JULIE HYMAN: And "The Wall Street Journal" itself published a story this week looking at the big drop in posts on Wall Street Bets and that basically, they're just beating the AMC and GameStop horses over and over again. In writing this, did you get any insight as to what the next phase of retail revolution-- or if it's not a revolution, at least retail involvement in the market-- is going to look like?

SPENCER JAKAB: I see it as morphing. And I see that the people who got involved in this-- and that's really who I'm concerned about, are the people who got involved in this, young people who opened accounts. More than 10 million people opened brokerage accounts over the course of my story. I see some of them continuing to speculate but maybe finding other things that are more exciting like cryptocurrencies. There's already been a lot of morphing into that.

And a lot of those people kind of got hooked on the adrenaline rush of the whole thing. I see people also feeling very bitter about Wall Street, probably not without reason, and just saying this is not for me. And that's going to cost them a lot of money. Because if you don't participate in Wall Street-- if you're a 20 or 25-year-old, and for the next 40 years, you don't save money, don't put money in a 401(k) because you see Wall Street is crooked, that's going to cost you a ton of money compounded over the years.
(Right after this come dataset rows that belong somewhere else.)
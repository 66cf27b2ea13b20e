//! Gmail forwarding confirmation.
//!
//! When a user adds an agent address as a Gmail forwarding target, Google
//! mails the agent a confirmation link. Following it approves the forward.

use send_emails_module::OutboundEmail;
use tracing::info;

use crate::addresses::clean_email_address;
use crate::context::ServiceContext;
use crate::normalize::CanonicalEmail;

use super::HandlerError;

pub const DEFAULT_VERIFICATION_BASE_URL: &str = "https://mail.google.com";

const VERIFICATION_LINK_PREFIXES: [&str; 2] = [
    "https://mail.google.com/mail/vf-",
    "https://mail-settings.google.com/mail/vf-",
];

/// Token from the last confirmation link line in `body`.
pub fn find_verification_token(body: &str) -> Option<String> {
    body.lines()
        .filter_map(|line| {
            let line = line.trim();
            VERIFICATION_LINK_PREFIXES
                .iter()
                .find_map(|prefix| line.strip_prefix(prefix))
        })
        .map(|token| token.split_whitespace().next().unwrap_or_default().to_string())
        .filter(|token| !token.is_empty())
        .last()
}

pub(super) async fn verify_forwarding(
    context: &ServiceContext,
    base_url: &str,
    email: &CanonicalEmail,
) -> Result<(), HandlerError> {
    let scope = email.user_email.as_str();
    let token = find_verification_token(&email.plain_no_replies)
        .ok_or(HandlerError::MissingVerificationLink)?;

    let url = format!("{}/mail/vf-{}", base_url, token);
    info!("[{}] confirming forwarding via {}", scope, url);
    let response = context.http().post(&url).send().await?;
    let status = response.status();
    if !status.is_success() {
        return Err(HandlerError::VerificationRejected(status.as_u16()));
    }

    // Google's notice opens with the address that asked to forward.
    let requester = email
        .plain_no_replies
        .split_whitespace()
        .next()
        .map(clean_email_address)
        .filter(|value| value.contains('@'))
        .ok_or(HandlerError::MissingRequester)?;
    info!("[{}] forwarding requested by {}", scope, requester);

    let forwarding_address = clean_email_address(&email.to);
    let notice = OutboundEmail::plain(
        forwarding_address.clone(),
        vec![requester],
        "Email forwarding approved",
        format!(
            "Hi!\n\nWe've approved your ability to forward emails through to {}.",
            forwarding_address
        ),
    );
    context.transport().send_email(scope, &notice).await?;
    Ok(())
}
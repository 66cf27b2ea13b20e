use kuchiki::traits::*;
use kuchiki::NodeRef;

/// Plain-text rendering of an HTML email body.
pub(crate) fn html_to_text(html: &str) -> String {
    let document = kuchiki::parse_html().one(html);
    remove_html_comments(&document);
    remove_elements_by_selector(
        &document,
        "head, script, style, meta, link, title, noscript",
    );
    remove_hidden_elements(&document);

    let root = match document.select_first("body") {
        Ok(body) => body.as_node().clone(),
        Err(()) => document,
    };
    let mut out = String::new();
    render(&root, &mut out);
    collapse_blank_lines(&out)
}

fn remove_html_comments(document: &NodeRef) {
    let nodes: Vec<NodeRef> = document.descendants().collect();
    for node in nodes {
        if node.as_comment().is_some() {
            node.detach();
        }
    }
}

fn remove_elements_by_selector(document: &NodeRef, selector: &str) {
    if let Ok(nodes) = document.select(selector) {
        let nodes: Vec<_> = nodes.collect();
        for node in nodes {
            node.as_node().detach();
        }
    }
}

fn remove_hidden_elements(document: &NodeRef) {
    let nodes: Vec<NodeRef> = document.descendants().collect();
    for node in nodes {
        let element = match node.as_element() {
            Some(value) => value,
            None => continue,
        };
        if is_hidden_element(element) {
            node.detach();
        }
    }
}

enum Step {
    Open(NodeRef),
    Close(NodeRef, Option<String>),
}

/// Walks the tree with an explicit stack so nesting depth never touches the
/// thread stack.
fn render(root: &NodeRef, out: &mut String) {
    let mut stack = vec![Step::Open(root.clone())];
    while let Some(step) = stack.pop() {
        match step {
            Step::Open(node) => open_node(node, out, &mut stack),
            Step::Close(node, tag) => close_node(&node, tag.as_deref(), out),
        }
    }
}

fn open_node(node: NodeRef, out: &mut String, stack: &mut Vec<Step>) {
    if let Some(text) = node.as_text() {
        push_inline_text(out, &text.borrow());
        return;
    }

    let tag = node
        .as_element()
        .map(|element| element.name.local.as_ref().to_string());
    match tag.as_deref() {
        Some("br") => {
            out.push('\n');
            return;
        }
        Some("hr") => {
            ensure_block_break(out);
            out.push_str("---\n");
            return;
        }
        Some("li") => {
            ensure_line_start(out);
            out.push_str("- ");
        }
        Some(tag) if is_block_tag(tag) => ensure_block_break(out),
        _ => {}
    }

    if tag.as_deref() == Some("pre") {
        out.push_str(&node.text_contents());
        stack.push(Step::Close(node, tag));
        return;
    }

    let children: Vec<NodeRef> = node.children().collect();
    stack.push(Step::Close(node, tag));
    stack.extend(children.into_iter().rev().map(Step::Open));
}

fn close_node(node: &NodeRef, tag: Option<&str>, out: &mut String) {
    if tag == Some("a") {
        if let Some(href) = link_target(node) {
            if !out.trim_end().ends_with(&href) {
                out.push_str(&format!(" ({})", href));
            }
        }
    }
    match tag {
        Some("li") | Some("tr") => ensure_line_start(out),
        Some(tag) if is_block_tag(tag) => ensure_block_break(out),
        _ => {}
    }
}

fn push_inline_text(out: &mut String, text: &str) {
    let mut pending_space = text.starts_with(char::is_whitespace);
    for word in text.split_whitespace() {
        if pending_space && !out.is_empty() && !out.ends_with(['\n', ' ']) {
            out.push(' ');
        }
        out.push_str(word);
        pending_space = true;
    }
    if text.ends_with(char::is_whitespace) && !text.trim().is_empty() {
        out.push(' ');
    }
}

fn ensure_line_start(out: &mut String) {
    trim_trailing_spaces(out);
    if !out.is_empty() && !out.ends_with('\n') {
        out.push('\n');
    }
}

fn ensure_block_break(out: &mut String) {
    ensure_line_start(out);
    if !out.is_empty() && !out.ends_with("\n\n") {
        out.push('\n');
    }
}

fn trim_trailing_spaces(out: &mut String) {
    while out.ends_with(' ') {
        out.pop();
    }
}

fn collapse_blank_lines(input: &str) -> String {
    let mut out = String::with_capacity(input.len());
    let mut blank_run = 0;
    for line in input.lines() {
        let line = line.trim_end();
        if line.is_empty() {
            blank_run += 1;
            if blank_run > 1 {
                continue;
            }
        } else {
            blank_run = 0;
        }
        out.push_str(line);
        out.push('\n');
    }
    out.trim().to_string()
}

fn link_target(node: &NodeRef) -> Option<String> {
    let element = node.as_element()?;
    let attrs = element.attributes.borrow();
    let href = attrs.get("href")?.trim();
    if href.is_empty() || href.starts_with('#') || !is_safe_link(href) {
        return None;
    }
    let href = href.strip_prefix("mailto:").unwrap_or(href);
    if node.text_contents().trim() == href {
        return None;
    }
    Some(href.to_string())
}

fn is_block_tag(tag: &str) -> bool {
    matches!(
        tag,
        "p" | "div"
            | "section"
            | "article"
            | "header"
            | "footer"
            | "blockquote"
            | "pre"
            | "ul"
            | "ol"
            | "table"
            | "tr"
            | "h1"
            | "h2"
            | "h3"
            | "h4"
            | "h5"
            | "h6"
    )
}

fn is_hidden_element(element: &kuchiki::ElementData) -> bool {
    let attrs = element.attributes.borrow();
    if attrs.contains("hidden") {
        return true;
    }
    if let Some(value) = attrs.get("aria-hidden") {
        if value.trim().eq_ignore_ascii_case("true") {
            return true;
        }
    }
    if let Some(style) = attrs.get("style") {
        if style_contains_hidden(style) {
            return true;
        }
    }
    false
}

fn style_contains_hidden(style: &str) -> bool {
    let normalized: String = style
        .to_ascii_lowercase()
        .chars()
        .filter(|ch| !ch.is_whitespace())
        .collect();
    normalized.contains("display:none")
        || normalized.contains("visibility:hidden")
        || normalized.contains("max-height:0")
}

fn is_safe_link(value: &str) -> bool {
    let lower = value.trim().to_ascii_lowercase();
    !(lower.starts_with("javascript:") || lower.starts_with("vbscript:"))
}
And then some small minority, but I hope not that small, will say, hey, I learned my lesson. This wasn't that smart. And getting advice from random people on Reddit was not that smart. And I'm going to-- slow and steady wins the race, and I'm going to save for my future now that I have an account open. So I hope that that group is not that small, but that's really who I'm speaking to when I write my columns for "The Wall Street Journal."

BRIAN SOZZI: A lot of big names on Wall Street, Spencer, lost a lot of money during this frenzy. How are they feeling right now?

SPENCER JAKAB: Well, they felt pretty stupid at the time. And if you look back, everything's obvious in hindsight. You look at what was going on. I go back several months before the events and look at what was going on on the message boards, and it was spelled out. So there were some sophisticated people on these boards who said we're going to create a short squeeze. This is how you do it. These are the options you need to buy to have the maximum bang for the buck. These are the people who are most exposed.

And so people like Gabe Plotkin, whose Melvin Capital lost $6 billion-- and he certainly wasn't the only one to take big losses-- it's just a case of hubris. They weren't reading these message boards, or if they were, they weren't taking them seriously. And they never imagined that this could happen. This was something that was completely beyond-- if you're short a stock and then some other company comes in and buys it or the company cures cancer or whatever, then you're going to lose money, and you're going to lick your wounds, because that's what happens. But you never imagine a stock going from $2.17 to $483 because a bunch of people got excited about it on a message board and nothing fundamentally changed with the company. So that was something they just didn't see coming, but they're prepared today.

JULIE HYMAN: Well, in the meantime, perhaps the apes should pick up the book and figure out maybe what they should be doing differently or not doing differently going forward. Spencer Jakab, "Heard on the Street" column editor and columnist and author of "The Revolution That Wasn't." Thanks so much. Appreciate it.